When you’re writing code there’s typically a lot more than just putting code into an IDE. Your writing & running tests, doing static analysis, checking deploys and so on. Anywhere that automation can (intelligently) be added into your workflow can be a huge benefit. Precommits offer a way to automate repetitive task easily.

There are a number of Git Hooks but precommit is one of the more useful. From the previous link:

The pre-commit hook is run first, before you even type in a commit message. It’s used to inspect the snapshot that’s about to be committed, to see if you’ve forgotten something, to make sure tests run, or to examine whatever you need to inspect in the code.

Basically, before you commit your code it runs your tasks and either a) exits 0 or b) exits with an error from whatever task was run. This means that you can do some work, get everything ready to commit and then have a final check to ensure you didn’t miss anything.

Pre-commit hooks can be added in the Git config, but this only applies to your local environment. One tool we’ve found extremely useful at TA is the NPM precommit-hook module.

Setup is simple; install the module, makes sure you have npm scripts defined and tell it what tasks to run precommit.

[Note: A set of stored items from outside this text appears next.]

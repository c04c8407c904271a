//! Line classification for blocklist and whitelist documents.
//!
//! A fetched document is split on `\n` and each line goes through an ordered
//! list of rejection rules. A line that no rule rejects is normalized into a
//! domain entry: a hosts-file IPv4 prefix (`0.0.0.0 example.com`) and a
//! trailing carriage return are stripped.
//!
//! Classification never looks at neighbouring lines.

use std::collections::HashSet;
use thiserror::Error;

/// Why a line was not turned into a domain entry.
#[derive(Error, Debug, Clone, Copy, PartialEq, Eq)]
pub enum Rejection {
    #[error("contains a colon")]
    Colon,
    #[error("contains a bracket or pipe character")]
    Bracket,
    #[error("contains a comment marker")]
    Comment,
    #[error("references localhost")]
    Localhost,
    #[error("ends with a 'local' hostname")]
    LocalSuffix,
    #[error("is empty")]
    Empty,
    #[error("contains no lowercase letter")]
    NoLowercase,
    #[error("is empty after normalization")]
    EmptyAfterStrip,
}

/// A single rejection predicate.
struct Rule {
    reason: Rejection,
    matches: fn(&str) -> bool,
}

/// Rejection rules, checked in order. The first match decides the reason;
/// no rule depends on another having run before it.
const RULES: &[Rule] = &[
    Rule {
        reason: Rejection::Colon,
        matches: has_colon,
    },
    Rule {
        reason: Rejection::Bracket,
        matches: has_bracket,
    },
    Rule {
        reason: Rejection::Comment,
        matches: has_comment,
    },
    Rule {
        reason: Rejection::Localhost,
        matches: has_localhost,
    },
    Rule {
        reason: Rejection::LocalSuffix,
        matches: has_local_suffix,
    },
    Rule {
        reason: Rejection::Empty,
        matches: str::is_empty,
    },
    Rule {
        reason: Rejection::NoLowercase,
        matches: lacks_lowercase,
    },
];

/// IPv6 literals and URLs.
fn has_colon(line: &str) -> bool {
    line.contains(':')
}

/// Brackets, and the pipe used by adblock-style `||domain^` rules.
fn has_bracket(line: &str) -> bool {
    line.contains(['[', ']', '|'])
}

/// Any `#`, including trailing inline comments.
fn has_comment(line: &str) -> bool {
    line.contains('#')
}

fn has_localhost(line: &str) -> bool {
    line.contains("localhost")
}

/// Hosts entries such as `127.0.0.1 local`.
fn has_local_suffix(line: &str) -> bool {
    line.strip_suffix("local")
        .and_then(|head| head.chars().next_back())
        .is_some_and(char::is_whitespace)
}

fn lacks_lowercase(line: &str) -> bool {
    !line.bytes().any(|b| b.is_ascii_lowercase())
}

/// Strip a leading `d+.d+.d+.d+[ \t]+` prefix, if present.
fn strip_ipv4_prefix(line: &str) -> &str {
    let bytes = line.as_bytes();
    let mut pos = 0;

    for octet in 0..4 {
        let start = pos;
        while pos < bytes.len() && bytes[pos].is_ascii_digit() {
            pos += 1;
        }
        if pos == start {
            return line;
        }
        if octet < 3 {
            if bytes.get(pos) != Some(&b'.') {
                return line;
            }
            pos += 1;
        }
    }

    let blank_start = pos;
    while pos < bytes.len() && matches!(bytes[pos], b' ' | b'\t') {
        pos += 1;
    }
    if pos == blank_start {
        return line;
    }

    // Only ASCII was consumed, so `pos` is a char boundary
    &line[pos..]
}

/// Strip a trailing `\r` (or `\n\r`) left over from Windows line endings.
fn strip_carriage_return(line: &str) -> &str {
    match line.strip_suffix('\r') {
        Some(head) => head.strip_suffix('\n').unwrap_or(head),
        None => line,
    }
}

/// Classify a raw line, returning the domain entry it carries.
///
/// ```
/// use sinkhole::classifier::{classify, Rejection};
/// assert_eq!(classify("0.0.0.0 ads.example.com"), Ok("ads.example.com"));
/// assert_eq!(classify("127.0.0.1 localhost"), Err(Rejection::Localhost));
/// ```
pub fn classify(line: &str) -> Result<&str, Rejection> {
    if let Some(rule) = RULES.iter().find(|rule| (rule.matches)(line)) {
        return Err(rule.reason);
    }

    let entry = strip_carriage_return(strip_ipv4_prefix(line));
    if entry.is_empty() {
        return Err(Rejection::EmptyAfterStrip);
    }

    Ok(entry)
}

/// Classify every line of a document and collect the unique domain entries.
pub fn parse_domains(content: &str) -> HashSet<String> {
    content
        .split('\n')
        .filter_map(|line| classify(line).ok())
        .map(str::to_string)
        .collect()
}

#[cfg(test)]
mod tests {
    use super::*;

    #[test]
    fn test_hosts_line_is_stripped() {
        assert_eq!(classify("0.0.0.0 example.com"), Ok("example.com"));
        assert_eq!(classify("127.0.0.1\tads.example.com"), Ok("ads.example.com"));
        assert_eq!(classify("0.0.0.0 \t  tracker.net"), Ok("tracker.net"));
    }

    #[test]
    fn test_carriage_return_is_stripped() {
        assert_eq!(classify("example.com\r"), Ok("example.com"));
        assert_eq!(classify("0.0.0.0 example.com\r"), Ok("example.com"));
        assert_eq!(classify("example.com\n\r"), Ok("example.com"));
    }

    #[test]
    fn test_plain_domain_unchanged() {
        assert_eq!(classify("bad.com"), Ok("bad.com"));
        assert_eq!(classify("*.ads.example.com"), Ok("*.ads.example.com"));
        assert_eq!(classify(".tracker.com"), Ok(".tracker.com"));
    }

    #[test]
    fn test_rejects_colon() {
        assert_eq!(classify("::1 ip6-loopback"), Err(Rejection::Colon));
        assert_eq!(classify("https://example.com"), Err(Rejection::Colon));
    }

    #[test]
    fn test_rejects_brackets_and_pipe() {
        assert_eq!(classify("[Adblock Plus 2.0]"), Err(Rejection::Bracket));
        assert_eq!(classify("example.com]"), Err(Rejection::Bracket));
        assert_eq!(classify("||ads.example.com^"), Err(Rejection::Bracket));
    }

    #[test]
    fn test_rejects_any_comment_marker() {
        assert_eq!(classify("# comment"), Err(Rejection::Comment));
        assert_eq!(classify("0.0.0.0 ads.com # inline"), Err(Rejection::Comment));
    }

    #[test]
    fn test_rejects_localhost() {
        assert_eq!(classify("127.0.0.1 localhost"), Err(Rejection::Localhost));
        assert_eq!(
            classify("127.0.0.1 localhost.localdomain"),
            Err(Rejection::Localhost)
        );
    }

    #[test]
    fn test_rejects_local_suffix() {
        assert_eq!(classify("0.0.0.0 local"), Err(Rejection::LocalSuffix));
        assert_eq!(classify("255.255.255.255\tlocal"), Err(Rejection::LocalSuffix));
        // Only a whitespace-separated `local` counts
        assert_eq!(classify("printer.local"), Ok("printer.local"));
        assert_eq!(classify("local"), Ok("local"));
    }

    #[test]
    fn test_rejects_empty() {
        assert_eq!(classify(""), Err(Rejection::Empty));
    }

    #[test]
    fn test_rejects_without_lowercase() {
        assert_eq!(classify("0.0.0.0"), Err(Rejection::NoLowercase));
        assert_eq!(classify("EXAMPLE.COM"), Err(Rejection::NoLowercase));
        assert_eq!(classify("   "), Err(Rejection::NoLowercase));
    }

    #[test]
    fn test_partial_ip_prefix_is_kept() {
        // Three octets is not an address prefix
        assert_eq!(classify("1.2.3 example.com"), Ok("1.2.3 example.com"));
        // No whitespace after the address
        assert_eq!(classify("1.2.3.4example.com"), Ok("1.2.3.4example.com"));
    }

    #[test]
    fn test_strip_ipv4_prefix_requires_blank() {
        assert_eq!(strip_ipv4_prefix("10.0.0.1 a"), "a");
        assert_eq!(strip_ipv4_prefix("10.0.0.1"), "10.0.0.1");
        assert_eq!(strip_ipv4_prefix("10..0.1 a"), "10..0.1 a");
    }

    #[test]
    fn test_first_matching_rule_reports() {
        // A line rejected by several rules is reported by the first one
        assert_eq!(classify("[::1] localhost"), Err(Rejection::Colon));
    }

    #[test]
    fn test_parse_domains_hosts_document() {
        let content = "# StevenBlack hosts\r\n\
                       127.0.0.1 localhost\r\n\
                       ::1 localhost\r\n\
                       0.0.0.0 0.0.0.0\r\n\
                       \r\n\
                       0.0.0.0 ads.example.com\r\n\
                       0.0.0.0 tracker.example.org\r\n\
                       0.0.0.0 ads.example.com\r\n";
        let domains = parse_domains(content);
        assert_eq!(domains.len(), 2);
        assert!(domains.contains("ads.example.com"));
        assert!(domains.contains("tracker.example.org"));
    }

    #[test]
    fn test_parse_domains_empty_document() {
        assert!(parse_domains("").is_empty());
        assert!(parse_domains("# only\n# comments\n").is_empty());
    }
}
//! Interrupt handling.
//!
//! A generation pass is not resumable: on SIGINT or SIGTERM the whole pass
//! is abandoned. The signal is watched from its own task and recorded on a
//! [`ShutdownToken`], so work that blocks its thread (the write phase) still
//! sees it at its next check. Work parked on an `.await` is dropped right
//! away, and any staged output is dropped with it.

use std::future::Future;
use std::sync::atomic::{AtomicBool, Ordering};
use std::sync::Arc;
use tokio::signal::unix::{signal, SignalKind};
use tokio::sync::Notify;
use tracing::{info, warn};

use crate::error::SinkholeError;

#[derive(Debug, Default)]
struct Shutdown {
    requested: AtomicBool,
    notify: Notify,
}

/// Shared cancellation flag for one generation pass.
#[derive(Debug, Clone, Default)]
pub struct ShutdownToken {
    inner: Arc<Shutdown>,
}

impl ShutdownToken {
    pub fn new() -> Self {
        Self::default()
    }

    /// Request cancellation on this token and every clone of it.
    pub fn cancel(&self) {
        self.inner.requested.store(true, Ordering::SeqCst);
        self.inner.notify.notify_waiters();
    }

    #[inline]
    pub fn is_cancelled(&self) -> bool {
        self.inner.requested.load(Ordering::SeqCst)
    }

    /// `Err(Cancelled)` once cancellation was requested.
    #[inline]
    pub fn check(&self) -> Result<(), SinkholeError> {
        if self.is_cancelled() {
            Err(SinkholeError::Cancelled)
        } else {
            Ok(())
        }
    }

    /// Resolve once cancellation was requested.
    pub async fn cancelled(&self) {
        loop {
            // Registered before the flag is read so a concurrent cancel is not missed
            let notified = self.inner.notify.notified();
            if self.is_cancelled() {
                return;
            }
            notified.await;
        }
    }
}

/// Resolve when the process receives SIGINT or SIGTERM.
///
/// If no handler can be registered (restricted environments) this never
/// resolves, so the guarded work simply runs to completion.
pub async fn interrupted() {
    let sigint = signal(SignalKind::interrupt())
        .map_err(|e| warn!("Failed to register SIGINT handler: {}", e))
        .ok();
    let sigterm = signal(SignalKind::terminate())
        .map_err(|e| warn!("Failed to register SIGTERM handler: {}", e))
        .ok();

    match (sigint, sigterm) {
        (Some(mut int), Some(mut term)) => {
            tokio::select! {
                _ = int.recv() => info!("Received SIGINT, aborting"),
                _ = term.recv() => info!("Received SIGTERM, aborting"),
            }
        }
        (Some(mut int), None) => {
            int.recv().await;
            info!("Received SIGINT, aborting");
        }
        (None, Some(mut term)) => {
            term.recv().await;
            info!("Received SIGTERM, aborting");
        }
        (None, None) => {
            warn!("No signal handlers registered - interrupts will not abort cleanly");
            std::future::pending::<()>().await;
        }
    }
}

/// Run `work` unless `cancel` resolves first.
///
/// `cancel` is awaited on a spawned task that cancels `token`, so it fires
/// even while `work` is inside a synchronous section. `work` is expected to
/// check `token` in such sections.
pub async fn cancel_on<T, W, C>(
    work: W,
    cancel: C,
    token: &ShutdownToken,
) -> Result<T, SinkholeError>
where
    W: Future<Output = T>,
    C: Future<Output = ()> + Send + 'static,
{
    let watcher = {
        let token = token.clone();
        tokio::spawn(async move {
            cancel.await;
            token.cancel();
        })
    };

    let result = tokio::select! {
        output = work => Ok(output),
        _ = token.cancelled() => Err(SinkholeError::Cancelled),
    };

    watcher.abort();
    result
}

/// Run `work`, abandoning it on SIGINT or SIGTERM.
pub async fn cancellable<T, W>(work: W, token: &ShutdownToken) -> Result<T, SinkholeError>
where
    W: Future<Output = T>,
{
    cancel_on(work, interrupted(), token).await
}
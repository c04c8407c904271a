//! Deduplicating output writer.
//!
//! Rendered lines are appended to an intermediate file, then copied to the
//! output in their original order with exact duplicate lines dropped. The
//! deduplication is on line text, not on domains.
//!
//! [`SinkholeWriter`] stages a whole output file next to its destination and
//! renames it into place once complete, so an interrupted run never leaves a
//! half-written file or a stale intermediate behind.

use std::collections::HashSet;
use std::fs::{self, File, OpenOptions};
use std::io::{self, BufRead, BufReader, BufWriter, Write};
use std::os::unix::fs::PermissionsExt;
use std::path::{Path, PathBuf};
use tempfile::{Builder, NamedTempFile};
use tracing::debug;

use crate::error::SinkholeError;

/// Mode of generated files: daemons usually read them as their own user
const OUTPUT_MODE: u32 = 0o644;

/// Copy every first-seen line of `reader` to `writer`, returning the number
/// of unique lines written.
pub fn dedup_lines<R: BufRead, W: Write>(reader: R, writer: &mut W) -> io::Result<usize> {
    let mut seen = HashSet::new();
    for line in reader.lines() {
        let line = line?;
        if seen.contains(&line) {
            continue;
        }
        writer.write_all(line.as_bytes())?;
        writer.write_all(b"\n")?;
        seen.insert(line);
    }
    Ok(seen.len())
}

/// Append the unique lines of `intermediate` to `final_path`, then delete
/// `intermediate`.
///
/// This is the standalone append-mode form of the writer. The final file is
/// opened in append mode: any header must already be in place, and repeated
/// commits accumulate. Generation uses [`SinkholeWriter`] instead, which
/// stages the whole file and renames it into place.
pub fn commit(intermediate: &Path, final_path: &Path) -> Result<usize, SinkholeError> {
    let input = File::open(intermediate).map_err(|e| SinkholeError::fs(intermediate, e))?;
    let output = OpenOptions::new()
        .create(true)
        .append(true)
        .open(final_path)
        .map_err(|e| SinkholeError::fs(final_path, e))?;

    let mut output = BufWriter::new(output);
    let count = dedup_lines(BufReader::new(input), &mut output)
        .and_then(|count| output.flush().map(|_| count))
        .map_err(|e| SinkholeError::fs(final_path, e))?;

    fs::remove_file(intermediate).map_err(|e| SinkholeError::fs(intermediate, e))?;

    Ok(count)
}

/// Staged writer for one output file.
///
/// Both the staged output and the intermediate line file are process-unique
/// temporary files in the destination directory. Dropping the writer without
/// calling [`SinkholeWriter::finish`] removes both and leaves any previous
/// output untouched.
pub struct SinkholeWriter {
    final_path: PathBuf,
    staged: NamedTempFile,
    rendered: BufWriter<NamedTempFile>,
}

impl SinkholeWriter {
    /// Start a new output `dir/file_name`, beginning with `header`.
    pub fn create(dir: &Path, file_name: &str, header: Option<&str>) -> Result<Self, SinkholeError> {
        let final_path = dir.join(file_name);
        let prefix = format!(".{}.", file_name);

        let mut staged = Builder::new()
            .prefix(&prefix)
            .suffix(".tmp")
            .tempfile_in(dir)
            .map_err(|e| SinkholeError::fs(dir, e))?;

        if let Some(header) = header {
            staged
                .write_all(header.as_bytes())
                .map_err(|e| SinkholeError::fs(staged.path(), e))?;
        }

        let rendered = Builder::new()
            .prefix(&prefix)
            .suffix(".lines.tmp")
            .tempfile_in(dir)
            .map_err(|e| SinkholeError::fs(dir, e))?;

        debug!(
            "Staging {:?} via {:?} and {:?}",
            final_path,
            staged.path(),
            rendered.path()
        );

        Ok(Self {
            final_path,
            staged,
            rendered: BufWriter::new(rendered),
        })
    }

    /// Destination of the finished file
    pub fn path(&self) -> &Path {
        &self.final_path
    }

    /// Append one rendered line to the intermediate file
    pub fn push(&mut self, line: &str) -> Result<(), SinkholeError> {
        self.rendered
            .write_all(line.as_bytes())
            .and_then(|_| self.rendered.write_all(b"\n"))
            .map_err(|e| SinkholeError::fs(self.rendered.get_ref().path(), e))
    }

    /// Deduplicate the pushed lines into the staged file and rename it onto
    /// the destination. Returns the number of unique lines written.
    pub fn finish(self) -> Result<usize, SinkholeError> {
        let Self {
            final_path,
            mut staged,
            rendered,
        } = self;

        let rendered = rendered
            .into_inner()
            .map_err(|e| SinkholeError::fs(&final_path, e.into_error()))?;
        let lines = rendered
            .reopen()
            .map_err(|e| SinkholeError::fs(rendered.path(), e))?;

        let staged_path = staged.path().to_path_buf();
        let count = {
            let mut output = BufWriter::new(&mut staged);
            dedup_lines(BufReader::new(lines), &mut output)
                .and_then(|count| output.flush().map(|_| count))
                .map_err(|e| SinkholeError::fs(&staged_path, e))?
        };

        staged
            .as_file()
            .sync_all()
            .map_err(|e| SinkholeError::fs(&staged_path, e))?;
        fs::set_permissions(&staged_path, fs::Permissions::from_mode(OUTPUT_MODE))
            .map_err(|e| SinkholeError::fs(&staged_path, e))?;

        staged
            .persist(&final_path)
            .map_err(|e| SinkholeError::fs(&final_path, e.error))?;

        // `rendered` is removed when dropped here
        Ok(count)
    }
}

npm install precommit-hook --save-dev

Add Some Scripts

In your package.json either use the tasks you have defined, or define some to run:

"scripts": {
  "lint": "eslint /src --fix",
  "test": "mocha /src --recursive"

Define the Precommit

Also in your package.json, define the following to specify the tasks to run:

"pre-commit": [ "lint", "test" ]

That’s it! Now when anyone commits on the repo your precommit tasks will run and let them know if everything’s good or if a test or lint check is failing!